Extract all lines in the data that contain the word "should".

Data extracts START

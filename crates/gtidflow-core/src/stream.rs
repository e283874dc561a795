//! The replication stream seam.

use std::collections::VecDeque;
use std::future::Future;

use thiserror::Error;
use tracing::debug;

use crate::event::RawEvent;
use crate::gtid::GtidSet;

/// Errors reported by an [`EventStream`].
#[derive(Debug, Clone, PartialEq, Eq, Error)]
pub enum StreamError {
    /// The stream lost its place (a garbled or out-of-order event) but can
    /// keep going. The control loop re-polls.
    #[error("stream needs resync")]
    NeedResync,

    /// The stream cannot continue.
    #[error("stream failed: {0}")]
    Fatal(String),
}

/// A source of decoded replication events.
///
/// The bounded wait is the caller's job; `next_event` may wait indefinitely.
pub trait EventStream: Send {
    /// Next event, or `None` once the stream has ended.
    fn next_event(
        &mut self,
    ) -> impl Future<Output = Result<Option<RawEvent>, StreamError>> + Send;

    fn close(&mut self) -> impl Future<Output = ()> + Send;
}

/// A stream over a fixed list of events.
#[derive(Debug, Default)]
pub struct MemoryStream {
    events: VecDeque<Result<RawEvent, StreamError>>,
    hold_open: bool,
    closed: bool,
}

impl MemoryStream {
    pub fn new(events: impl IntoIterator<Item = RawEvent>) -> Self {
        Self::with_results(events.into_iter().map(Ok))
    }

    /// A stream that also yields errors in between events.
    pub fn with_results(results: impl IntoIterator<Item = Result<RawEvent, StreamError>>) -> Self {
        Self {
            events: results.into_iter().collect(),
            hold_open: false,
            closed: false,
        }
    }

    /// Wait forever once drained instead of reporting end of stream.
    pub fn hold_open(mut self) -> Self {
        self.hold_open = true;
        self
    }

    pub fn is_closed(&self) -> bool {
        self.closed
    }

    pub fn remaining(&self) -> usize {
        self.events.len()
    }
}

impl EventStream for MemoryStream {
    async fn next_event(&mut self) -> Result<Option<RawEvent>, StreamError> {
        match self.events.pop_front() {
            Some(result) => result.map(Some),
            None if self.hold_open => std::future::pending().await,
            None => Ok(None),
        }
    }

    async fn close(&mut self) {
        self.closed = true;
    }
}

/// Drops transactions already contained in a stored position.
///
/// Every event from a GTID event up to the next GTID event belongs to that
/// transaction. When the GTID is already executed the whole group is
/// dropped, so resuming from a checkpoint never re-publishes its changes.
pub struct ResumeFilter<S> {
    inner: S,
    executed: GtidSet,
    skipping: bool,
    skipped: u64,
}

impl<S: EventStream> ResumeFilter<S> {
    pub fn new(inner: S, executed: GtidSet) -> Self {
        Self {
            inner,
            executed,
            skipping: false,
            skipped: 0,
        }
    }

    /// Number of events dropped so far.
    pub fn skipped(&self) -> u64 {
        self.skipped
    }
}

impl<S: EventStream> EventStream for ResumeFilter<S> {
    async fn next_event(&mut self) -> Result<Option<RawEvent>, StreamError> {
        loop {
            let Some(event) = self.inner.next_event().await? else {
                return Ok(None);
            };

            if let Some(gtid) = event.gtid() {
                self.skipping = self.executed.contains(&gtid);
                if self.skipping {
                    debug!(gtid = %gtid, "Skipping already executed transaction");
                }
            }

            if self.skipping {
                self.skipped += 1;
                continue;
            }

            return Ok(Some(event));
        }
    }

    async fn close(&mut self) {
        self.inner.close().await;
    }
}
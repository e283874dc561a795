use chrono::{DateTime, Utc};
use indexmap::IndexMap;
use serde::{Deserialize, Serialize};

/// A typed column value inside a change record.
///
/// The wire form carries no type tags. Variant order matters for decoding:
/// an RFC 3339 string comes back as a `Timestamp`, any other string as
/// `Text`. Decoding is therefore lossy for text columns whose content is
/// itself an RFC 3339 timestamp; consumers that need the column type should
/// take it from the table schema, not from the decoded variant.
#[derive(Debug, Clone, PartialEq, Serialize, Deserialize)]
#[serde(untagged)]
pub enum Value {
    Null,
    Integer(i64),
    Float(f64),
    Timestamp(DateTime<Utc>),
    Text(String),
    Raw(Vec<u8>),
}

impl Value {
    pub fn is_null(&self) -> bool {
        matches!(self, Value::Null)
    }

    pub fn as_i64(&self) -> Option<i64> {
        match self {
            Value::Integer(i) => Some(*i),
            _ => None,
        }
    }

    pub fn as_f64(&self) -> Option<f64> {
        match self {
            Value::Float(f) => Some(*f),
            Value::Integer(i) => Some(*i as f64),
            _ => None,
        }
    }

    pub fn as_str(&self) -> Option<&str> {
        match self {
            Value::Text(s) => Some(s),
            _ => None,
        }
    }

    pub fn as_timestamp(&self) -> Option<&DateTime<Utc>> {
        match self {
            Value::Timestamp(t) => Some(t),
            _ => None,
        }
    }
}

impl From<RawValue> for Value {
    fn from(raw: RawValue) -> Self {
        match raw {
            RawValue::Null => Value::Null,
            RawValue::Int(i) => Value::Integer(i),
            RawValue::UInt(u) => match i64::try_from(u) {
                Ok(i) => Value::Integer(i),
                Err(_) => Value::Text(u.to_string()),
            },
            RawValue::Float(f) => Value::Float(f),
            RawValue::Text(s) => Value::Text(s),
            RawValue::Bytes(b) => Value::Raw(b),
        }
    }
}

impl From<i64> for Value {
    fn from(v: i64) -> Self {
        Value::Integer(v)
    }
}

impl From<&str> for Value {
    fn from(v: &str) -> Self {
        Value::Text(v.to_string())
    }
}

impl From<String> for Value {
    fn from(v: String) -> Self {
        Value::Text(v)
    }
}

/// A positional cell value as delivered by the replication stream.
#[derive(Debug, Clone, PartialEq, Serialize, Deserialize)]
#[serde(untagged)]
pub enum RawValue {
    Null,
    Int(i64),
    UInt(u64),
    Float(f64),
    Text(String),
    Bytes(Vec<u8>),
}

impl From<i64> for RawValue {
    fn from(v: i64) -> Self {
        RawValue::Int(v)
    }
}

impl From<&str> for RawValue {
    fn from(v: &str) -> Self {
        RawValue::Text(v.to_string())
    }
}

/// A row keyed by column name, in table column order.
pub type RowMap = IndexMap<String, Value>;
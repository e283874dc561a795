pub mod error;
pub mod event;
pub mod gtid;
pub mod record;
pub mod schema;
pub mod stream;
pub mod translate;
pub mod types;

pub use error::{Error, Result};
pub use event::{RawEvent, RowsEvent};
pub use gtid::{Gtid, GtidSet, Interval};
pub use record::{Action, ChangeRecord};
pub use schema::{Catalog, ColumnDef, ColumnType, SchemaRegistry, SchemaSelection, TableSchema};
pub use stream::{EventStream, MemoryStream, ResumeFilter, StreamError};
pub use translate::{translate, Outcome};
pub use types::{RawValue, RowMap, Value};
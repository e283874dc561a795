use tokio::sync::watch;
use tracing::{info, warn};

/// Create a linked shutdown trigger and listener.
pub fn channel() -> (ShutdownTrigger, Shutdown) {
    let (tx, rx) = watch::channel(false);
    (ShutdownTrigger { tx }, Shutdown { rx })
}

pub struct ShutdownTrigger {
    tx: watch::Sender<bool>,
}

impl ShutdownTrigger {
    pub fn trigger(&self) {
        self.tx.send_replace(true);
    }
}

/// Shutdown flag observed by the control loop.
#[derive(Clone)]
pub struct Shutdown {
    rx: watch::Receiver<bool>,
}

impl Shutdown {
    pub fn is_triggered(&self) -> bool {
        *self.rx.borrow()
    }

    /// Wait until shutdown is triggered. Never returns if the trigger is
    /// dropped without firing.
    pub async fn wait(&mut self) {
        if self.rx.wait_for(|triggered| *triggered).await.is_err() {
            std::future::pending::<()>().await;
        }
    }
}

/// Trigger shutdown on SIGINT or SIGTERM.
pub async fn listen_for_signals(trigger: ShutdownTrigger) {
    #[cfg(unix)]
    {
        use tokio::signal::unix::{signal, SignalKind};

        match signal(SignalKind::terminate()) {
            Ok(mut sigterm) => {
                tokio::select! {
                    _ = tokio::signal::ctrl_c() => info!("SIGINT received, shutting down"),
                    _ = sigterm.recv() => info!("SIGTERM received, shutting down"),
                }
            }
            Err(e) => {
                warn!(error = %e, "Failed to register SIGTERM handler");
                let _ = tokio::signal::ctrl_c().await;
                info!("SIGINT received, shutting down");
            }
        }
    }

    #[cfg(not(unix))]
    {
        let _ = tokio::signal::ctrl_c().await;
        info!("Ctrl-C received, shutting down");
    }

    trigger.trigger();
}

#[cfg(test)]
mod tests {
    use super::*;
    use std::time::Duration;

    #[tokio::test]
    async fn test_trigger_is_observed() {
        let (trigger, mut shutdown) = channel();
        assert!(!shutdown.is_triggered());

        trigger.trigger();
        assert!(shutdown.is_triggered());
        tokio::time::timeout(Duration::from_secs(1), shutdown.wait())
            .await
            .unwrap();
    }

    #[tokio::test]
    async fn test_dropped_trigger_never_fires() {
        let (trigger, mut shutdown) = channel();
        drop(trigger);

        assert!(!shutdown.is_triggered());
        let waited = tokio::time::timeout(Duration::from_millis(20), shutdown.wait()).await;
        assert!(waited.is_err());
    }
}
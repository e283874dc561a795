use tracing::{debug, warn};

use crate::error::{Error, Result};
use crate::event::{RawEvent, RowsEvent};
use crate::gtid::Gtid;
use crate::record::{Action, ChangeRecord};
use crate::schema::{SchemaRegistry, TableSchema};
use crate::types::{RawValue, RowMap};

/// What the control loop should do with one raw event.
#[derive(Debug, Clone, PartialEq)]
pub enum Outcome {
    /// A transaction starts under this GTID. It is not yet safe to persist.
    Begin(Gtid),
    /// The current transaction committed: its GTID may be merged into the
    /// checkpoint once everything before it was handed to the publisher.
    Commit,
    /// A row change on a monitored table, ready to publish.
    Change(ChangeRecord),
    /// Housekeeping event with nothing to do.
    Ignored,
}

/// Classify a raw event and build its outcome.
///
/// Pure apart from logging: the registry is only read.
pub fn translate(event: &RawEvent, registry: &SchemaRegistry) -> Result<Outcome> {
    match event {
        RawEvent::Gtid {
            source_id,
            sequence,
        } => Ok(Outcome::Begin(Gtid::new(*source_id, *sequence))),
        RawEvent::WriteRows(rows) => build_change(Action::Insert, rows, registry),
        RawEvent::UpdateRows(rows) => build_change(Action::Update, rows, registry),
        RawEvent::DeleteRows(rows) => build_change(Action::Delete, rows, registry),
        RawEvent::FormatDescription
        | RawEvent::PreviousGtids { .. }
        | RawEvent::Rotate { .. }
        | RawEvent::Heartbeat
        | RawEvent::TableMap { .. } => Ok(Outcome::Ignored),
        RawEvent::Xid { .. } => Ok(Outcome::Commit),
        RawEvent::Query { query, .. } => Ok(query_outcome(query)),
        RawEvent::Unknown => Err(Error::UnknownEventType),
    }
}

/// A query event ends its transaction unless it opens one. DDL and
/// non-transactional `COMMIT` statements carry no XID.
fn query_outcome(query: &str) -> Outcome {
    if query.trim().eq_ignore_ascii_case("BEGIN") {
        Outcome::Ignored
    } else {
        Outcome::Commit
    }
}

fn build_change(action: Action, event: &RowsEvent, registry: &SchemaRegistry) -> Result<Outcome> {
    let table = match registry.query(&event.database, &event.table) {
        Ok(table) => table,
        Err(e) => {
            debug!(
                database = %event.database,
                table = %event.table,
                "Skipping rows event for unmonitored table"
            );
            return Err(e);
        }
    };

    // Update images come in before/after pairs and are kept or dropped together.
    let group = if action == Action::Update { 2 } else { 1 };
    let mut rows = Vec::with_capacity(event.rows.len());
    let mut first_error = None;

    for (chunk_index, chunk) in event.rows.chunks(group).enumerate() {
        match build_rows(table, chunk, group) {
            Ok(built) => rows.extend(built),
            Err(e) => {
                warn!(
                    database = %event.database,
                    table = %event.table,
                    row = chunk_index * group,
                    error = %e,
                    "Dropping row that does not match table schema"
                );
                first_error.get_or_insert(e);
            }
        }
    }

    if rows.is_empty() {
        if let Some(e) = first_error {
            return Err(e);
        }
    }

    Ok(Outcome::Change(ChangeRecord::new(
        &event.database,
        &event.table,
        action,
        rows,
    )))
}

fn build_rows(table: &TableSchema, chunk: &[Vec<RawValue>], group: usize) -> Result<Vec<RowMap>> {
    if chunk.len() != group {
        return Err(Error::UnpairedUpdateRow);
    }
    chunk.iter().map(|tuple| build_row(table, tuple)).collect()
}

fn build_row(table: &TableSchema, tuple: &[RawValue]) -> Result<RowMap> {
    let mut row = RowMap::with_capacity(tuple.len());
    for (index, raw) in tuple.iter().enumerate() {
        let column = table.column_at(index)?;
        row.insert(column.name.clone(), column.format(raw.clone()));
    }
    Ok(row)
}

#[cfg(test)]
mod tests {
    use super::*;
    use crate::schema::ColumnDef;
    use crate::types::Value;
    use uuid::Uuid;

    const SID: &str = "36c0fcec-5447-11ea-8dc1-0242ac110002";

    fn registry() -> SchemaRegistry {
        let mut registry = SchemaRegistry::default();
        registry.insert(
            TableSchema::new(
                "db1",
                "user",
                vec![
                    ColumnDef::new("id", 1, false, "int"),
                    ColumnDef::new("name", 2, true, "varchar"),
                ],
            )
            .unwrap(),
        );
        registry.insert(
            TableSchema::new(
                "db1",
                "order",
                vec![
                    ColumnDef::new("id", 1, false, "bigint"),
                    ColumnDef::new("paid_at", 2, true, "datetime"),
                ],
            )
            .unwrap(),
        );
        registry
    }

    fn rows(database: &str, table: &str, rows: Vec<Vec<RawValue>>) -> RowsEvent {
        RowsEvent {
            database: database.into(),
            table: table.into(),
            rows,
        }
    }

    #[test]
    fn test_write_rows_becomes_insert() {
        let event = RawEvent::write_rows("db1", "user", vec![vec![1.into(), "hiwjd".into()]]);

        let Outcome::Change(record) = translate(&event, &registry()).unwrap() else {
            panic!("expected a change record");
        };
        assert_eq!(record.schema, "db1");
        assert_eq!(record.table, "user");
        assert_eq!(record.action, Action::Insert);
        assert_eq!(record.rows.len(), 1);
        assert_eq!(record.rows[0]["id"], Value::Integer(1));
        assert_eq!(record.rows[0]["name"], Value::from("hiwjd"));
    }

    #[test]
    fn test_update_and_delete_actions() {
        let update = RawEvent::UpdateRows(rows(
            "db1",
            "user",
            vec![
                vec![1.into(), "old".into()],
                vec![1.into(), "new".into()],
            ],
        ));
        let Outcome::Change(record) = translate(&update, &registry()).unwrap() else {
            panic!("expected a change record");
        };
        assert_eq!(record.action, Action::Update);
        assert_eq!(record.rows[0]["name"], Value::from("old"));
        assert_eq!(record.rows[1]["name"], Value::from("new"));

        let delete = RawEvent::DeleteRows(rows("db1", "user", vec![vec![2.into(), RawValue::Null]]));
        let Outcome::Change(record) = translate(&delete, &registry()).unwrap() else {
            panic!("expected a change record");
        };
        assert_eq!(record.action, Action::Delete);
        assert!(record.rows[0]["name"].is_null());
    }

    #[test]
    fn test_values_are_formatted_per_column() {
        let event = RawEvent::write_rows(
            "db1",
            "order",
            vec![vec![7.into(), "0000-00-00 00:00:00".into()]],
        );
        let Outcome::Change(record) = translate(&event, &registry()).unwrap() else {
            panic!("expected a change record");
        };
        assert!(record.rows[0]["paid_at"].is_null());
    }

    #[test]
    fn test_gtid_event_begins_transaction() {
        let source_id = Uuid::parse_str(SID).unwrap();
        let event = RawEvent::Gtid {
            source_id,
            sequence: 42,
        };

        let outcome = translate(&event, &registry()).unwrap();
        let Outcome::Begin(gtid) = outcome else {
            panic!("expected a transaction start");
        };
        assert_eq!(gtid.to_string(), format!("{}:42", SID));
    }

    #[test]
    fn test_housekeeping_events_are_ignored() {
        let events = [
            RawEvent::FormatDescription,
            RawEvent::Heartbeat,
            RawEvent::Query {
                database: "db1".into(),
                query: "BEGIN".into(),
            },
            RawEvent::TableMap {
                database: "db1".into(),
                table: "user".into(),
            },
        ];
        for event in &events {
            assert_eq!(translate(event, &registry()).unwrap(), Outcome::Ignored);
        }
    }

    #[test]
    fn test_transaction_end_markers_commit() {
        let query = |q: &str| RawEvent::Query {
            database: "db1".into(),
            query: q.into(),
        };
        let events = [
            RawEvent::Xid { xid: 9 },
            query("ALTER TABLE user ADD COLUMN age INT"),
            query("COMMIT"),
        ];
        for event in &events {
            assert_eq!(translate(event, &registry()).unwrap(), Outcome::Commit);
        }
        assert_eq!(
            translate(&query("  begin "), &registry()).unwrap(),
            Outcome::Ignored
        );
    }

    #[test]
    fn test_unknown_event_type() {
        assert!(matches!(
            translate(&RawEvent::Unknown, &registry()),
            Err(Error::UnknownEventType)
        ));
    }

    #[test]
    fn test_unmonitored_table() {
        let event = RawEvent::write_rows("db1", "audit", vec![vec![1.into()]]);
        let err = translate(&event, &registry()).unwrap_err();
        assert!(err.is_table_not_found());
    }

    #[test]
    fn test_mismatched_row_is_dropped() {
        let event = RawEvent::write_rows(
            "db1",
            "user",
            vec![
                vec![1.into(), "a".into(), "extra".into()],
                vec![2.into(), "b".into()],
            ],
        );
        let Outcome::Change(record) = translate(&event, &registry()).unwrap() else {
            panic!("expected a change record");
        };
        assert_eq!(record.rows.len(), 1);
        assert_eq!(record.rows[0]["id"], Value::Integer(2));
    }

    #[test]
    fn test_all_rows_mismatched_is_an_error() {
        let event = RawEvent::write_rows(
            "db1",
            "user",
            vec![vec![1.into(), "a".into(), "extra".into()]],
        );
        assert!(matches!(
            translate(&event, &registry()),
            Err(Error::ColumnLookup { index: 2, .. })
        ));
    }

    #[test]
    fn test_update_pair_is_dropped_together() {
        let event = RawEvent::UpdateRows(rows(
            "db1",
            "user",
            vec![
                vec![1.into(), "old".into(), "extra".into()],
                vec![1.into(), "new".into()],
                vec![2.into(), "before".into()],
                vec![2.into(), "after".into()],
            ],
        ));
        let Outcome::Change(record) = translate(&event, &registry()).unwrap() else {
            panic!("expected a change record");
        };
        assert_eq!(record.rows.len(), 2);
        assert_eq!(record.rows[0]["name"], Value::from("before"));
        assert_eq!(record.rows[1]["name"], Value::from("after"));
    }

    #[test]
    fn test_update_with_bad_after_image_publishes_nothing() {
        let event = RawEvent::UpdateRows(rows(
            "db1",
            "user",
            vec![
                vec![1.into(), "old".into()],
                vec![1.into(), "new".into(), "extra".into()],
            ],
        ));
        assert!(matches!(
            translate(&event, &registry()),
            Err(Error::ColumnLookup { index: 2, .. })
        ));
    }

    #[test]
    fn test_unpaired_update_row_is_dropped() {
        let event = RawEvent::UpdateRows(rows(
            "db1",
            "user",
            vec![
                vec![1.into(), "old".into()],
                vec![1.into(), "new".into()],
                vec![2.into(), "orphan".into()],
            ],
        ));
        let Outcome::Change(record) = translate(&event, &registry()).unwrap() else {
            panic!("expected a change record");
        };
        assert_eq!(record.rows.len(), 2);
        assert_eq!(record.rows[1]["name"], Value::from("new"));
    }
}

Data extracts END

-- Answer to the problem --
/// itself an RFC 3339 timestamp; consumers that need the column type should
/// What the control loop should do with one raw event.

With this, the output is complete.